Data Structures in Java: Part 6, Duplicate Elements, Ordered Collections, Sorted Collections, and Interface Specialization

In this lesson Baldwin shows you that all concrete implementations in the Java Collections Framework (JDK 1.3) implement a subinterface of the Collection interface.  A Set object cannot contain duplicate elements, but a List object can contain duplicate elements.  Ordered collections are not the same as sorted collections.  Specialized stipulations are placed on interfaces as you progress down the interface inheritance hierarchy of the Java Collections Framework.

Published:  July 9, 2001
By Richard G. Baldwin

Java Programming, Lecture Notes # 1360


Preface

This is the sixth lesson in a miniseries on Java data structures and the Java Collections Framework.  The first lesson in the miniseries was entitled Data Structures in Java: Part 1, Getting Started.  The previous lesson was entitled Data Structures in Java: Part 5, The Core Collection Interfaces.

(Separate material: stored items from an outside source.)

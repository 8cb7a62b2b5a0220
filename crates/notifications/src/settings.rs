//! Site-wide webhook settings.
//!
//! The router never caches settings: it calls [`SettingsStore::webhook`] once
//! per event so administrative toggles take effect on the next transition.

use core::str::FromStr;
use std::sync::{Arc, RwLock};

use serde::{Deserialize, Serialize};
use tracing::info;

use crate::channel::Channel;
use crate::error::SettingsError;

/// Which chat integration the endpoint belongs to.
#[derive(Debug, Copy, Clone, Default, PartialEq, Eq, Hash, Serialize, Deserialize)]
#[serde(rename_all = "snake_case")]
pub enum WebhookKind {
    #[default]
    Slack,
    General,
    Google,
    MicrosoftTeams,
}

impl WebhookKind {
    /// Channel notifications for this integration are delivered through.
    pub fn channel(self) -> Channel {
        match self {
            WebhookKind::Slack | WebhookKind::General => Channel::Slack,
            WebhookKind::Google => Channel::GoogleChat,
            WebhookKind::MicrosoftTeams => Channel::MicrosoftTeams,
        }
    }
}

impl FromStr for WebhookKind {
    type Err = String;

    fn from_str(s: &str) -> Result<Self, Self::Err> {
        match s.trim().to_ascii_lowercase().as_str() {
            "slack" => Ok(WebhookKind::Slack),
            "general" => Ok(WebhookKind::General),
            "google" => Ok(WebhookKind::Google),
            "microsoft" | "microsoft_teams" | "teams" => Ok(WebhookKind::MicrosoftTeams),
            other => Err(format!("unknown webhook kind: {other}")),
        }
    }
}

#[derive(Debug, Clone, PartialEq, Eq, Serialize, Deserialize)]
#[serde(default)]
pub struct WebhookSettings {
    pub enabled: bool,
    pub endpoint: String,
    /// Target chat channel (e.g. `#it`); empty means the endpoint's default.
    pub channel: String,
    pub botname: String,
    pub selected: WebhookKind,
}

impl Default for WebhookSettings {
    fn default() -> Self {
        Self {
            enabled: false,
            endpoint: String::new(),
            channel: String::new(),
            botname: "AssetDesk".to_string(),
            selected: WebhookKind::default(),
        }
    }
}

impl WebhookSettings {
    pub const ENV_ENABLED: &'static str = "ASSETDESK_WEBHOOK_ENABLED";
    pub const ENV_ENDPOINT: &'static str = "ASSETDESK_WEBHOOK_ENDPOINT";
    pub const ENV_CHANNEL: &'static str = "ASSETDESK_WEBHOOK_CHANNEL";
    pub const ENV_BOTNAME: &'static str = "ASSETDESK_WEBHOOK_BOTNAME";
    pub const ENV_SELECTED: &'static str = "ASSETDESK_WEBHOOK_SELECTED";

    /// Enabled settings pointing at a Slack-compatible `endpoint`.
    pub fn slack(endpoint: impl Into<String>) -> Self {
        Self {
            enabled: true,
            endpoint: endpoint.into(),
            ..Self::default()
        }
    }

    /// Channel the selected integration is routed through.
    pub fn route_channel(&self) -> Channel {
        self.selected.channel()
    }

    /// Load settings from `ASSETDESK_WEBHOOK_*` environment variables.
    ///
    /// Unset variables keep their defaults (webhook disabled).
    pub fn from_env() -> Result<Self, SettingsError> {
        Self::from_lookup(|var| std::env::var(var).ok())
    }

    /// Same as [`from_env`](Self::from_env) with an injectable lookup.
    pub fn from_lookup<F>(lookup: F) -> Result<Self, SettingsError>
    where
        F: Fn(&str) -> Option<String>,
    {
        let mut settings = Self::default();

        if let Some(raw) = lookup(Self::ENV_ENABLED) {
            settings.enabled = parse_bool(&raw).ok_or(SettingsError::InvalidEnv {
                var: Self::ENV_ENABLED,
                value: raw,
            })?;
        }
        if let Some(endpoint) = lookup(Self::ENV_ENDPOINT) {
            settings.endpoint = endpoint;
        }
        if let Some(channel) = lookup(Self::ENV_CHANNEL) {
            settings.channel = channel;
        }
        if let Some(botname) = lookup(Self::ENV_BOTNAME) {
            settings.botname = botname;
        }
        if let Some(raw) = lookup(Self::ENV_SELECTED) {
            settings.selected = raw.parse().map_err(|_| SettingsError::InvalidEnv {
                var: Self::ENV_SELECTED,
                value: raw,
            })?;
        }

        Ok(settings)
    }
}

fn parse_bool(raw: &str) -> Option<bool> {
    match raw.trim().to_ascii_lowercase().as_str() {
        "1" | "true" | "yes" | "on" => Some(true),
        "0" | "false" | "no" | "off" | "" => Some(false),
        _ => None,
    }
}

/// Read access to the webhook settings.
pub trait SettingsStore: Send + Sync {
    fn webhook(&self) -> Result<WebhookSettings, SettingsError>;
}

impl<S> SettingsStore for Arc<S>
where
    S: SettingsStore + ?Sized,
{
    fn webhook(&self) -> Result<WebhookSettings, SettingsError> {
        (**self).webhook()
    }
}

/// Process-wide settings held in memory and mutated by administrative action.
#[derive(Debug, Default)]
pub struct InMemorySettings {
    webhook: RwLock<WebhookSettings>,
}

impl InMemorySettings {
    pub fn new(webhook: WebhookSettings) -> Self {
        Self {
            webhook: RwLock::new(webhook),
        }
    }

    pub fn enable_webhook(&self) -> Result<(), SettingsError> {
        self.modify(|s| s.enabled = true)
    }

    pub fn disable_webhook(&self) -> Result<(), SettingsError> {
        self.modify(|s| s.enabled = false)
    }

    pub fn set_endpoint(&self, endpoint: impl Into<String>) -> Result<(), SettingsError> {
        let endpoint = endpoint.into();
        self.modify(move |s| s.endpoint = endpoint)
    }

    /// Replace all webhook settings at once.
    pub fn update(&self, settings: WebhookSettings) -> Result<(), SettingsError> {
        self.modify(move |s| *s = settings)
    }

    fn modify(&self, f: impl FnOnce(&mut WebhookSettings)) -> Result<(), SettingsError> {
        let mut guard = self.webhook.write().map_err(|_| SettingsError::Poisoned)?;
        f(&mut *guard);
        info!(
            enabled = guard.enabled,
            selected = ?guard.selected,
            "webhook settings updated"
        );
        Ok(())
    }
}

impl SettingsStore for InMemorySettings {
    fn webhook(&self) -> Result<WebhookSettings, SettingsError> {
        self.webhook
            .read()
            .map(|s| s.clone())
            .map_err(|_| SettingsError::Poisoned)
    }
}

The purpose of this miniseries is to help you learn the essential features of Object-Oriented data structures in Java using the Collections Framework.

Viewing tip

You may find it useful to open another copy of this lesson in a separate browser window.  That will make it easier for you to scroll back and forth among the different figures and listings while you are reading about them.

Supplementary material

I recommend that you also study the other lessons in my extensive collection of online Java tutorials.  You will find those lessons published at Gamelan.com.  However, as of the date of this writing, Gamelan doesn't maintain a consolidated index of my Java tutorial lessons, and sometimes they are difficult to locate there.  You will find a consolidated index at Baldwin's Java Programming Tutorials.

The index on my site provides links to the lessons at Gamelan.com.

Preview

In the previous lesson, entitled Data Structures in Java: Part 5, The Core Collection Interfaces, you learned that the Java Collections Framework defines six core interfaces, in two distinct trees.  You learned the names and the inheritance structure of those interfaces.  You also learned about their purpose.  You saw how the interfaces declare polymorphic methods that apply to implementations of the interfaces, and you learned about the optional methods of the Collection interface.

In this lesson you will learn that all of the implementations of the interfaces in the Java Collections Framework implement one of the subinterfaces of the Collection interface.  You will learn that a Set object cannot contain duplicate elements, but a List object can contain duplicate elements.

You will learn about the difference between ordered collections and sorted collections.  You will also learn about ascending order and the natural ordering of objects.  In addition, you will learn how more specialized stipulations are placed on interfaces as you progress down the interface inheritance hierarchy of the Java Collections Framework.

Discussion

Let's start with a quiz

As is often the case, I am going to begin this lesson with a little quiz just to make sure that you are awake.  Is the following statement True or False?

The TreeSet class is a direct implementation of the Collection interface.
The answer is False.  The TreeSet class is not a direct implementation of the Collection interface.  Rather, the TreeSet class is a direct implementation of the SortedSet interface.  The SortedSet interface extends the Set interface, and the Set interface extends the Collection interface.

The root of the collection hierarchy

The Collection interface is the root of the collection hierarchy.  JDK 1.3 doesn't provide any direct implementations of the Collection interface.  All of the implementations of the interfaces in the Java Collections Framework implement one of the subinterfaces of the Collection interface.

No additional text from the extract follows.